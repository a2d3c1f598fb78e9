//! Prompt templates sent to Gemini. Both are written in Brazilian
//! Portuguese, matching the language of the dashboard.

/// Instructions for extracting physical traits from an image. The model is
/// told to answer with a bare JSON object using the keys of
/// [`ExtractedDna`](crate::dna::ExtractedDna).
pub const DNA_EXTRACTION_PROMPT: &str = "\
Você é um especialista em análise de características físicas para criação de perfis de artistas.

Analise a imagem fornecida e extraia as seguintes características da pessoa:

1. **Formato do Rosto**: Oval, Redondo, Quadrado, Triangular, Diamante, etc.
2. **Tom de Pele**: Claro, Médio, Escuro, com descrição detalhada
3. **Cor dos Olhos**: Castanhos, Azuis, Verdes, Âmbar, etc.
4. **Formato das Sobrancelhas**: Arqueadas, Retas, Finas, Grossas, etc.
5. **Formato do Nariz**: Fino, Largo, Arrebitado, Aquilino, etc.
6. **Lábios**: Finos, Carnudos, Médios, com descrição
7. **Cabelo**: Cor, textura (liso, ondulado, cacheado, crespo), comprimento, estilo
8. **Tipo de Corpo**: Magro, Atlético, Curvilíneo, Plus Size, etc. (se visível)
9. **Tatuagens**: Descreva qualquer tatuagem visível, localização e estilo
10. **Gênero Aparente**: Masculino, Feminino, Não-binário (baseado na aparência)
11. **Idade Aparente**: Estimativa em anos

Retorne APENAS um objeto JSON válido com estas chaves (use nomes em camelCase): \
formatoRosto, tomPele, corOlhos, formatoSobrancelhas, formatoNariz, labios, cabelo, \
tipoCorpo, tatuagens, genero, idade.

Importante: Seja descritivo mas conciso. Se algo não for visível na imagem, omita a chave correspondente.";

/// Build the lore prompt for a short artist concept.
pub fn lore_prompt(concept: &str) -> String {
    format!(
        "Você é um escritor criativo especializado em criar histórias de fundo (LORE) ricas e \
envolventes para artistas.

Baseado no conceito: \"{concept}\"

Crie uma história de fundo completa e detalhada para este artista. A história deve incluir:

1. **Origem**: De onde o artista veio, sua infância e formação
2. **Jornada**: Como chegou até onde está hoje, os desafios enfrentados
3. **Motivações**: O que o move, seus sonhos e objetivos
4. **Personalidade**: Traços marcantes, peculiaridades, valores
5. **Estilo**: Como desenvolveu seu estilo único
6. **Marcos**: Momentos importantes que moldaram quem ele é

Escreva em português brasileiro, em um estilo narrativo envolvente, com aproximadamente \
300-500 palavras."
    )
}

#[cfg(test)]
mod tests {
    use super::*;

    #[test]
    fn lore_prompt_quotes_the_concept() {
        let prompt = lore_prompt("cyberpunk DJ from São Paulo");
        assert!(prompt.contains("\"cyberpunk DJ from São Paulo\""));
    }

    #[test]
    fn dna_prompt_lists_every_key() {
        for key in ["formatoRosto", "tomPele", "corOlhos", "tatuagens", "idade"] {
            assert!(DNA_EXTRACTION_PROMPT.contains(key), "missing {key}");
        }
    }
}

________________________________________

What this task involves:
Extract all lines from the data in which "para" is found.

Response box:
Você é um especialista em análise de características físicas para criação de perfis de artistas.
envolventes para artistas.
Crie uma história de fundo completa e detalhada para este artista. A história deve incluir:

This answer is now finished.